Роксолана села на траву и тихо заплакала. Какая пустота в душе, какое отчаяние…
Вспомнилось, как вывозила сыновей, когда еще были маленькими, за Эдирне-капу, чтобы по первому снегу ловить на размокших пустынных глиняных полях куропаток, у которых подмокли крылья и они не могли летать. Кормили куропаток целую зиму в золотых клетках, а после новруза снова выехали за Эдирне-капу, где все уже зеленело и цвело. И каждый из малых ее сыновей выпускал птичку, приговаривая: «Азат, бузат, дженнети гьёзет!» («Вот ты свободна, так охраняй рай!»)
А ее никто никогда не выпустит из гигантской золотой клетки, именуемой жизнью султанши, матери султанских сыновей, и она должна до смерти охранять здесь рай, но не для себя.
И неоткуда ждать спасения, нужно жить, довольствуясь добродетельностью, милостью и величием.
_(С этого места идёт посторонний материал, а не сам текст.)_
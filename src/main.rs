use medstock_core::{CoreConfig, MedicineService, MedicineStore, config::data_file_from_env_value};
use tracing_subscriber::{layer::SubscriberExt, util::SubscriberInitExt};

use api_rest::{AppState, router};

/// Main entry point for the medstock server
///
/// Serves the REST API over a single JSON data file. The data file is created with an empty
/// medicine list if it does not exist yet; its parent directory must already exist.
///
/// # Environment Variables
/// - `MEDSTOCK_REST_ADDR`: REST server address (default: "0.0.0.0:8000")
/// - `MEDSTOCK_DATA_FILE`: Path to the JSON data file (default: "data.json")
/// - `RUST_LOG`: Extra tracing filter directives
#[tokio::main]
async fn main() -> anyhow::Result<()> {
    dotenvy::dotenv().ok();

    tracing_subscriber::registry()
        .with(
            tracing_subscriber::EnvFilter::from_default_env()
                .add_directive("medstock_run=info".parse()?)
                .add_directive("api_rest=info".parse()?)
                .add_directive("medstock_core=info".parse()?),
        )
        .with(tracing_subscriber::fmt::layer())
        .init();

    let rest_addr = std::env::var("MEDSTOCK_REST_ADDR").unwrap_or_else(|_| "0.0.0.0:8000".into());
    let data_file = data_file_from_env_value(std::env::var("MEDSTOCK_DATA_FILE").ok());

    let cfg = CoreConfig::new(data_file)?;
    let store = MedicineStore::new(&cfg);
    store.initialise_if_missing()?;

    tracing::info!("++ Starting medstock REST on {}", rest_addr);
    tracing::info!("++ Using data file {}", cfg.data_file().display());

    let app = router(AppState::new(MedicineService::with_store(store)));
    let listener = tokio::net::TcpListener::bind(&rest_addr).await?;
    axum::serve(listener, app).await?;

    Ok(())
}
use crate::wire::HealthRes;

/// Simple health service used by the REST API.
///
/// This service provides a standardised way to check the health status of the medstock API.
#[derive(Clone, Default)]
pub struct HealthService;

impl HealthService {
    /// Check health without creating an instance.
    ///
    /// # Returns
    /// A `HealthRes` indicating the service is healthy.
    pub fn check_health() -> HealthRes {
        HealthRes {
            ok: true,
            message: "medstock is alive".into(),
        }
    }
}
Ездила по Стамбулу. Сопровождали ее целые толпы придворных холуев, она подзывала к себе только старого Коджа Синана. Пояснял, как продвигается строительство мечетей Сулеймание и Шах-заде. Она снова кружила и кружила по запутанным улицам огромного города, проезжая мимо мусульманских базаров, византийских площадей, акведуков, цистерн, не могла остановиться, что-то искала и не могла найти. Несколько раз возвращалась к маленькому невольничьему базару между форумами Константина и Тавра. Какое глумление над людьми! На одном форуме византийские императоры появлялись во всей своей пышности, на другом — императорские палачи выжигали глаза пленным болгарам. А теперь между этими памятниками христианского жестокого величия мусульмане продают людей в рабство, потому что, мол, в хадисе пророка сказано: «Узы рабства продлевают жизнь».
Наконец остановилась на Аврет-базаре, где был самый крупный невольничий рынок Стамбула. Вышла из кареты, обошла весь базар, где уже было полно рабов, захваченных султаном у кызылбашей, мусульмане продавали теперь мусульман, но ведь они такие же люди и такой же позор!